Pugh, bien plus tard, raconta qu'elle remplaça alors Wilde derrière la caméra avec l'aide du directeur de la photo Matthew Libatique. Impossible de vérifier ses dires, d'autant que les producteurs démentirent toute tension entre les deux femmes et tout incident durant les prises de vue. Les autres acteurs et techniciens ne firent également aucun commentaire désobligeant contre Wilde qui, par contre, surnomma Pugh "Miss Flo" pour appuyer sur le caractère supposément capricieux de sa vedette - déclenchant par la même une tempête sur les réseaux sociaux où les supporters de Pugh menèrent une campagne de dénigrement agressive contre Wilde.

Ah, ces bonnes femmes... (Je plaisante !)

Maintenant imaginez une seconde que Kate Silberman ait été présente sur le plateau et ait réécrit le dernier tiers de son script, celui où survient un twist supposé troubler le spectateur aussi fortement qu'en a l'habitude M. Night Shyamalan (auquel on ne peut s'empêcher de penser, notamment Le Village, son chef d'oeuvre méconnu).
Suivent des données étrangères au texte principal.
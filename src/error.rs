//! Error types for the TCP helpers.
//!
//! This module defines all error types used throughout the crate.
//!
//! # Usage
//!
//! All fallible operations return [`Result<T>`] which uses [`Error`]:
//!
//! ```ignore
//! use tcp_helper::{Result, TcpClient};
//!
//! async fn example() -> Result<()> {
//!     let client = TcpClient::new("127.0.0.1", 6200)?;
//!     client.connect(None).await?;
//!     client.send_text("Hello world!", None).await?;
//!     Ok(())
//! }
//! ```
//!
//! # Error Categories
//!
//! | Category | Variants |
//! |----------|----------|
//! | Configuration | [`Error::Config`], [`Error::InvalidAddress`], [`Error::InvalidState`] |
//! | Connection | [`Error::ConnectFailed`], [`Error::NotConnected`], [`Error::ConnectionClosed`], [`Error::ConnectionNotFound`] |
//! | Transfer | [`Error::SendFailed`], [`Error::ReceiveFailed`] |
//! | Listener | [`Error::ListenerFailed`] |
//!
//! I/O sources are held behind an [`Arc`] so an error can be cloned and
//! handed to every `Error` subscriber.

// ============================================================================
// Imports
// ============================================================================

use std::io::{Error as IoError, ErrorKind};
use std::net::SocketAddr;
use std::result::Result as StdResult;
use std::sync::Arc;

use thiserror::Error;

use crate::identifiers::ConnectionKey;

// ============================================================================
// Result Alias
// ============================================================================

/// Result type alias using crate [`enum@Error`].
///
/// All fallible operations in this crate return this type.
pub type Result<T> = StdResult<T, Error>;

// ============================================================================
// Error Enum
// ============================================================================

/// Main error type for the crate.
///
/// Each variant includes relevant context for debugging.
#[derive(Error, Debug, Clone)]
pub enum Error {
    // ========================================================================
    // Configuration Errors
    // ========================================================================
    /// Configuration error.
    ///
    /// Returned when client or server options are invalid.
    #[error("Configuration error: {message}")]
    Config {
        /// Description of the configuration error.
        message: String,
    },

    /// The address could not be parsed as an IP address.
    #[error("Invalid address: {address}")]
    InvalidAddress {
        /// The rejected address text.
        address: String,
    },

    /// The operation is not valid in the current state.
    ///
    /// Returned for example when starting a server twice.
    #[error("Invalid state: {message}")]
    InvalidState {
        /// Description of the state conflict.
        message: String,
    },

    // ========================================================================
    // Connection Errors
    // ========================================================================
    /// Connecting to the remote endpoint failed.
    ///
    /// `retries` counts the attempts made after the first one.
    #[error("Connect to {addr} failed after {retries} retries: {source}")]
    ConnectFailed {
        /// Remote endpoint.
        addr: SocketAddr,
        /// Retries performed before giving up.
        retries: u32,
        /// Last I/O failure.
        #[source]
        source: Arc<IoError>,
    },

    /// No established connection is available.
    #[error("Not connected")]
    NotConnected,

    /// The connection was closed before the operation completed.
    #[error("Connection closed")]
    ConnectionClosed,

    /// No registered connection matches the key.
    #[error("Connection not found: {key}")]
    ConnectionNotFound {
        /// The missing connection key.
        key: ConnectionKey,
    },

    // ========================================================================
    // Transfer Errors
    // ========================================================================
    /// Writing to the socket failed.
    #[error("Send to {addr} failed: {source}")]
    SendFailed {
        /// Remote endpoint.
        addr: SocketAddr,
        /// Underlying I/O failure.
        #[source]
        source: Arc<IoError>,
    },

    /// Reading from the socket failed.
    #[error("Receive from {addr} failed: {source}")]
    ReceiveFailed {
        /// Remote endpoint.
        addr: SocketAddr,
        /// Underlying I/O failure.
        #[source]
        source: Arc<IoError>,
    },

    // ========================================================================
    // Listener Errors
    // ========================================================================
    /// Binding or accepting on the listening socket failed.
    #[error("Listener failed: {source}")]
    ListenerFailed {
        /// Underlying I/O failure.
        #[source]
        source: Arc<IoError>,
    },
}

// ============================================================================
// Error Constructors
// ============================================================================

impl Error {
    /// Creates a configuration error.
    #[inline]
    pub fn config(message: impl Into<String>) -> Self {
        Self::Config {
            message: message.into(),
        }
    }

    /// Creates an invalid address error.
    #[inline]
    pub fn invalid_address(address: impl Into<String>) -> Self {
        Self::InvalidAddress {
            address: address.into(),
        }
    }

    /// Creates an invalid state error.
    #[inline]
    pub fn invalid_state(message: impl Into<String>) -> Self {
        Self::InvalidState {
            message: message.into(),
        }
    }

    /// Creates a connect failure.
    #[inline]
    pub fn connect_failed(addr: SocketAddr, retries: u32, err: IoError) -> Self {
        Self::ConnectFailed {
            addr,
            retries,
            source: Arc::new(err),
        }
    }

    /// Creates a connection not found error.
    #[inline]
    pub fn connection_not_found(key: ConnectionKey) -> Self {
        Self::ConnectionNotFound { key }
    }

    /// Creates a send failure.
    #[inline]
    pub fn send_failed(addr: SocketAddr, err: IoError) -> Self {
        Self::SendFailed {
            addr,
            source: Arc::new(err),
        }
    }

    /// Creates a receive failure.
    #[inline]
    pub fn receive_failed(addr: SocketAddr, err: IoError) -> Self {
        Self::ReceiveFailed {
            addr,
            source: Arc::new(err),
        }
    }

    /// Creates a listener failure.
    #[inline]
    pub fn listener_failed(err: IoError) -> Self {
        Self::ListenerFailed {
            source: Arc::new(err),
        }
    }
}

// ============================================================================
// Error Predicates
// ============================================================================

impl Error {
    /// Returns the I/O error kind behind this error, if any.
    #[must_use]
    pub fn io_kind(&self) -> Option<ErrorKind> {
        match self {
            Self::ConnectFailed { source, .. }
            | Self::SendFailed { source, .. }
            | Self::ReceiveFailed { source, .. }
            | Self::ListenerFailed { source } => Some(source.kind()),
            _ => None,
        }
    }

    /// Returns `true` if this is a timeout error.
    #[inline]
    #[must_use]
    pub fn is_timeout(&self) -> bool {
        self.io_kind() == Some(ErrorKind::TimedOut)
    }

    /// Returns `true` if this is a connection error.
    #[inline]
    #[must_use]
    pub fn is_connection_error(&self) -> bool {
        matches!(
            self,
            Self::ConnectFailed { .. }
                | Self::NotConnected
                | Self::ConnectionClosed
                | Self::ConnectionNotFound { .. }
        )
    }

    /// Returns `true` if this error is recoverable.
    ///
    /// Only connect failures are retried by the client.
    #[inline]
    #[must_use]
    pub fn is_recoverable(&self) -> bool {
        matches!(self, Self::ConnectFailed { .. })
    }
}

// ============================================================================
// Tests
// ============================================================================

#[cfg(test)]
mod tests {
    use super::*;

    use std::net::{IpAddr, Ipv4Addr};

    fn addr() -> SocketAddr {
        SocketAddr::new(IpAddr::V4(Ipv4Addr::LOCALHOST), 6200)
    }

    #[test]
    fn test_error_display() {
        let err = Error::connect_failed(addr(), 3, IoError::from(ErrorKind::ConnectionRefused));
        assert!(
            err.to_string()
                .starts_with("Connect to 127.0.0.1:6200 failed after 3 retries")
        );
    }

    #[test]
    fn test_config_error() {
        let err = Error::config("receive buffer must not be empty");
        assert_eq!(
            err.to_string(),
            "Configuration error: receive buffer must not be empty"
        );
    }

    #[test]
    fn test_connection_not_found_display() {
        let err = Error::connection_not_found(ConnectionKey::from(addr()));
        assert_eq!(err.to_string(), "Connection not found: 127.0.0.1:6200");
    }

    #[test]
    fn test_is_timeout() {
        let timeout_err = Error::connect_failed(addr(), 0, IoError::from(ErrorKind::TimedOut));
        let other_err = Error::NotConnected;

        assert!(timeout_err.is_timeout());
        assert!(!other_err.is_timeout());
    }

    #[test]
    fn test_is_connection_error() {
        let refused = Error::connect_failed(addr(), 0, IoError::from(ErrorKind::ConnectionRefused));
        let closed_err = Error::ConnectionClosed;
        let send_err = Error::send_failed(addr(), IoError::from(ErrorKind::BrokenPipe));

        assert!(refused.is_connection_error());
        assert!(closed_err.is_connection_error());
        assert!(Error::NotConnected.is_connection_error());
        assert!(!send_err.is_connection_error());
    }

    #[test]
    fn test_is_recoverable() {
        let connect_err = Error::connect_failed(addr(), 1, IoError::from(ErrorKind::ConnectionRefused));
        let send_err = Error::send_failed(addr(), IoError::from(ErrorKind::BrokenPipe));

        assert!(connect_err.is_recoverable());
        assert!(!send_err.is_recoverable());
    }

    #[test]
    fn test_clone_shares_source() {
        let err = Error::receive_failed(addr(), IoError::from(ErrorKind::ConnectionReset));
        let cloned = err.clone();

        assert_eq!(err.io_kind(), Some(ErrorKind::ConnectionReset));
        assert_eq!(cloned.io_kind(), Some(ErrorKind::ConnectionReset));
        assert_eq!(err.to_string(), cloned.to_string());
    }
}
Imaginez que la scénariste ait alors osé écrire une fin à la Truman Show, révélant ce qui s'est vraiment joué entre Wilde et Pugh et montrant ainsi que les deux premiers tiers de l'histoire ait été une fiction avant de virer au documentaire...

Là, pour le coup, on aurait eu un film évidemment très différent, quasiment lynchien, vertigineux. peut-être pas un chef d'oeuvre mais assurément un geste artistique complètement fou. Mais à la place, on a droit à un thriller qui évoque aussi Les Femmes de Stepford (Bryan Forbes, 1975), à a mise en scène et à la reconstitution très élégante, qui vous mène par le bout du nez pendant 1h. 30 (sur les 2h. que compte le résultat final) avant de dévoiler son secret.

Tant qu'on ne sait pas où vous ne emmenait cette histoire, c'est très bien et même excellent. L'ambiance rétro, le malaise progressif, le décor, tout participe à faire de Don't Worry Darling un de ces films qui cache son vrai visage et révélera le revers de sa médaille, plus trouble, plus cru, plus dérangeant. Quand on arrive à cette bascule, on est encore accroché puis Kate Silberman nous sert une explication qui gâche quand même pas mal tout le bien qu'on pensait de l'entreprise.

C'est dommage, mais pas complètement foireux non plus. Notamment grâce au casting, impeccable - sauf Harry Styles aurait pu être remplacé par n'importe quel jeune premier actuel sans qu'on voit la différence, il n'est ni bon ni mauvais, mais juste transparent. On s'en rend compte quand Chris Pine lui donne la réplique ou s'empare d'une scène en campant Frank, une espèce de pseudo-visionnaire chez qui il n'est pas difficile de détecter que tout ne tourne pas rond. Olivia Wilde et Gemma Chan sont également parfaites en épouses soumises jusqu'à l'aveuglement. Et Kiki Layne est émouvante en femme mise au ban de cette micro-société trop belle pour être vraie.

Florence Pugh aura beau penser et dire du mal de cette affaire, elle a quand même eu un rôle en or. Petit bout de femme affolante de sensualité, son jeu d'une finesse confondante sert à merveille cette Alice au pays des merveilles 2.0. Elle n'a eu en tout cas aucun mal à rebondir après ça.

Ne t'inquiète pas chérie résonne finalement avec une ironie mordante, presque capable de surmonter sa conception mouvementée.